F

I took copious notes during A Haunted House, shaking off hand cramps and straining to listen to the dialogue over the howls of laughter from the man sitting to my left and the snores of the man sitting to my right. I fell somewhere in between my two aisle companions regarding the film: it was neither worthy of my laughter nor capable of inducing sleep. No, this is one of those rare films where its badness turns the cogs of your brain, making you wonder who said, “Yes, this is funny! Let’s make it!” Paranormal Activity and its ilk are certainly distinct enough that a gifted parodist could elicit laughter from the subject matter. Tasteless humor, when executed well, can also be utterly hysterical. However, Marlon Wayans seems to be using this tasteless parody film as propaganda for three messages: 1. “Marlon Wayans is straight. Really straight. He loves girls, you guys. Especially sex with them. Seriously.” 2. “Anything other than a man sleeping with a woman is gross. Like, crazy gross. Damn.” 3. “It’s a good thing women are good for sex, because boy oh boy, they are not good for anything else.” Why he chooses to try so desperately to convince us of the validity of these messages is up to you, dear Reader. But more importantly than the purpose of its strange and unconvincing subtext, it’s simply not funny. At least to me. If the following fifty moments are hilarious to you, then A Haunted House is your bread and butter. If not, then join me in wonder and amazement at it existence. Spoilers, harsh language, and bad jokes to follow:

1. Right off the top, Marlon Wayans introduces us to his Hispanic housekeeper, Rosa. He engages Rosa in an extended dance sequence, involving lots of cha-cha and Hispanic-looking dances. Because Hispanic people doing Hispanic dances are funny.

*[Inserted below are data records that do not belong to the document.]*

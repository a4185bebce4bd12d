use crate::db::PgTlsSettings;
use anyhow::{Context, Result};
use serde::Deserialize;
use std::{
    net::{SocketAddr, ToSocketAddrs},
    time::Duration,
};

#[derive(Debug, Clone)]
pub struct AppConfig {
    pub listen_addr: SocketAddr,
    pub database_url: String,
    pub max_pool_size: u32,
    pub tls: PgTlsSettings,
    pub warehouse: WarehouseConfig,
    pub default_limit: i64,
    pub max_limit: i64,
    pub max_buckets: usize,
    pub request_timeout: Duration,
}

#[derive(Debug, Clone, Default)]
pub struct WarehouseConfig {
    pub enabled: bool,
    pub default_url: Option<String>,
    /// Raw JSON list; parsed by the registry on first resolution.
    pub applications: String,
}

#[derive(Debug, Deserialize)]
struct RawConfig {
    #[serde(default)]
    insights_listen_addr: Option<String>,
    #[serde(default)]
    insights_listen_host: Option<String>,
    #[serde(default)]
    insights_listen_port: Option<u16>,
    #[serde(default)]
    insights_database_url: Option<String>,
    #[serde(default)]
    database_url: Option<String>,
    #[serde(default = "default_pool_size")]
    insights_max_pool_size: u32,
    #[serde(default)]
    pgsslrootcert: Option<String>,
    #[serde(default)]
    pgsslcert: Option<String>,
    #[serde(default)]
    pgsslkey: Option<String>,
    #[serde(default)]
    insights_warehouse_enabled: bool,
    #[serde(default)]
    insights_warehouse_url: Option<String>,
    #[serde(default)]
    insights_warehouse_applications: Option<String>,
    #[serde(default = "default_limit")]
    insights_default_limit: i64,
    #[serde(default = "default_max_limit")]
    insights_max_limit: i64,
    #[serde(default = "default_max_buckets")]
    insights_max_buckets: usize,
    #[serde(default = "default_timeout_secs")]
    insights_request_timeout_secs: u64,
}

const fn default_pool_size() -> u32 {
    10
}

const fn default_limit() -> i64 {
    20
}

const fn default_max_limit() -> i64 {
    100
}

const fn default_max_buckets() -> usize {
    5000
}

const fn default_timeout_secs() -> u64 {
    30
}

impl AppConfig {
    pub fn from_env() -> Result<Self> {
        let raw: RawConfig =
            envy::from_env().context("failed to parse INSIGHTS_* environment variables")?;

        let listen_addr = resolve_addr(
            raw.insights_listen_addr,
            raw.insights_listen_host,
            raw.insights_listen_port,
        )?;

        let database_url = raw
            .insights_database_url
            .or(raw.database_url)
            .context("INSIGHTS_DATABASE_URL or DATABASE_URL must be set")?;

        let applications = raw
            .insights_warehouse_applications
            .filter(|json| !json.trim().is_empty())
            .unwrap_or_else(|| "[]".to_string());

        Ok(Self {
            listen_addr,
            database_url,
            max_pool_size: raw.insights_max_pool_size.max(1),
            tls: PgTlsSettings {
                root_cert: raw.pgsslrootcert,
                client_cert: raw.pgsslcert,
                client_key: raw.pgsslkey,
            },
            warehouse: WarehouseConfig {
                enabled: raw.insights_warehouse_enabled,
                default_url: raw.insights_warehouse_url.filter(|url| !url.trim().is_empty()),
                applications,
            },
            default_limit: raw.insights_default_limit.max(1),
            max_limit: raw.insights_max_limit.max(raw.insights_default_limit),
            max_buckets: raw.insights_max_buckets.max(1),
            request_timeout: Duration::from_secs(raw.insights_request_timeout_secs.max(1)),
        })
    }

    /// Configuration for an in-process engine over `database_url` with
    /// warehouses disabled.
    pub fn embedded(database_url: impl Into<String>) -> Self {
        Self {
            listen_addr: SocketAddr::from(([127, 0, 0, 1], 0)),
            database_url: database_url.into(),
            max_pool_size: default_pool_size(),
            tls: PgTlsSettings::default(),
            warehouse: WarehouseConfig {
                enabled: false,
                default_url: None,
                applications: "[]".to_string(),
            },
            default_limit: default_limit(),
            max_limit: default_max_limit(),
            max_buckets: default_max_buckets(),
            request_timeout: Duration::from_secs(default_timeout_secs()),
        }
    }

    pub fn with_warehouse(mut self, default_url: Option<String>, applications: impl Into<String>) -> Self {
        self.warehouse = WarehouseConfig {
            enabled: true,
            default_url,
            applications: applications.into(),
        };
        self
    }
}

fn resolve_addr(
    addr: Option<String>,
    host: Option<String>,
    port: Option<u16>,
) -> Result<SocketAddr> {
    if let Some(addr) = addr {
        return addr
            .to_socket_addrs()
            .context("invalid INSIGHTS_LISTEN_ADDR value")?
            .next()
            .context("INSIGHTS_LISTEN_ADDR resolved to no addresses");
    }

    let host = host.unwrap_or_else(|| "0.0.0.0".to_string());
    let port = port.unwrap_or(8490);
    format!("{host}:{port}")
        .to_socket_addrs()
        .context("invalid listen host/port combination")?
        .next()
        .context("listen address resolved to no targets")
}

2. Marlon introduces us to his dog. He speaks in a high-pitched voice as the dog, saying he’s excited to meet Marlon’s girlfriend, who is moving in, and “hump her leg and lick her with his dog ball mouth.” Because dogs humping legs and licking their own balls are funny.

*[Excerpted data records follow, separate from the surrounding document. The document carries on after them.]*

//! Whitelist-validated identifiers for table, column and alias names.
//!
//! Identifiers cannot be bound as statement parameters, so every name that is
//! interpolated into SQL goes through [`SafeIdent`] first.

use crate::error::{Result, ServiceError};
use serde::{Deserialize, Serialize};
use std::fmt;

/// Postgres truncates identifiers beyond this many bytes, which would break
/// alias decoding on the way back.
pub const MAX_IDENT_BYTES: usize = 63;

const FORBIDDEN: &[char] = &['"', '\'', '`', '\\', ';', '?', '%', '|'];

#[derive(Debug, Clone, PartialEq, Eq, Hash, Serialize, Deserialize)]
#[serde(try_from = "String", into = "String")]
pub struct SafeIdent(String);

impl SafeIdent {
    pub fn new(raw: &str) -> Result<Self> {
        validate_component(raw)?;
        check_length(raw)?;
        Ok(Self(raw.to_string()))
    }

    /// For compile-time schema constants only.
    pub(crate) fn trusted(raw: &str) -> Self {
        debug_assert!(validate_component(raw).is_ok(), "invalid constant identifier {raw}");
        Self(raw.to_string())
    }

    /// Builds a group alias whose components were validated individually.
    /// The reserved prefix and delimiter are allowed here and only here.
    pub(crate) fn group_alias(encoded: String) -> Result<Self> {
        check_length(&encoded)?;
        Ok(Self(encoded))
    }

    pub fn as_str(&self) -> &str {
        &self.0
    }

    pub fn quoted(&self) -> String {
        format!("\"{}\"", self.0)
    }

    /// `"table"."column"` form used by every builder.
    pub fn qualified(&self, relation: &SafeIdent) -> String {
        format!("{}.{}", relation.quoted(), self.quoted())
    }
}

/// Rejects empty strings, control characters, quoting characters, the
/// placeholder marker and the reserved group alias characters.
pub fn validate_component(raw: &str) -> Result<()> {
    if raw.trim().is_empty() {
        return Err(ServiceError::InvalidIdentifier(
            "identifier must not be empty".into(),
        ));
    }

    if let Some(ch) = raw
        .chars()
        .find(|ch| ch.is_control() || FORBIDDEN.contains(ch))
    {
        return Err(ServiceError::InvalidIdentifier(format!(
            "'{}' contains forbidden character {ch:?}",
            raw.escape_debug()
        )));
    }

    Ok(())
}

fn check_length(raw: &str) -> Result<()> {
    if raw.len() > MAX_IDENT_BYTES {
        return Err(ServiceError::InvalidIdentifier(format!(
            "'{raw}' exceeds {MAX_IDENT_BYTES} bytes"
        )));
    }
    Ok(())
}

impl TryFrom<String> for SafeIdent {
    type Error = ServiceError;

    fn try_from(value: String) -> Result<Self> {
        SafeIdent::new(&value)
    }
}

impl From<SafeIdent> for String {
    fn from(value: SafeIdent) -> Self {
        value.0
    }
}

impl fmt::Display for SafeIdent {
    fn fmt(&self, f: &mut fmt::Formatter<'_>) -> fmt::Result {
        f.write_str(&self.0)
    }
}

3. The dog is hit by a car, and Marlon performs CPR. No, this isn’t a direct There’s Something About Mary parody, it’s merely because a man touching a dog with his mouth is funny.

4. He tries to revive the dog by using jumper cables from the car. All the while, Marlon is sobbing in a manner so broad, it makes Anne Hathaway look like Bob Balaban. Because Marlon Wayans sobbing is funny.

5. They bury the dog, and Marlon screams like a girl and tosses himself onto its grave. Because Marlon Wayans screaming like a girl is funny. (The dog’s death is not a plot point and is mostly forgotten after this point.)

6. Marlon’s girlfriend doesn’t get along with the housekeeper. “SPEAK ENGLISH! SPEAK-A ENGLISH!” she shouts at the housekeeper. Because people who don’t speak English should learn how to speak English, and them not knowing English is funny.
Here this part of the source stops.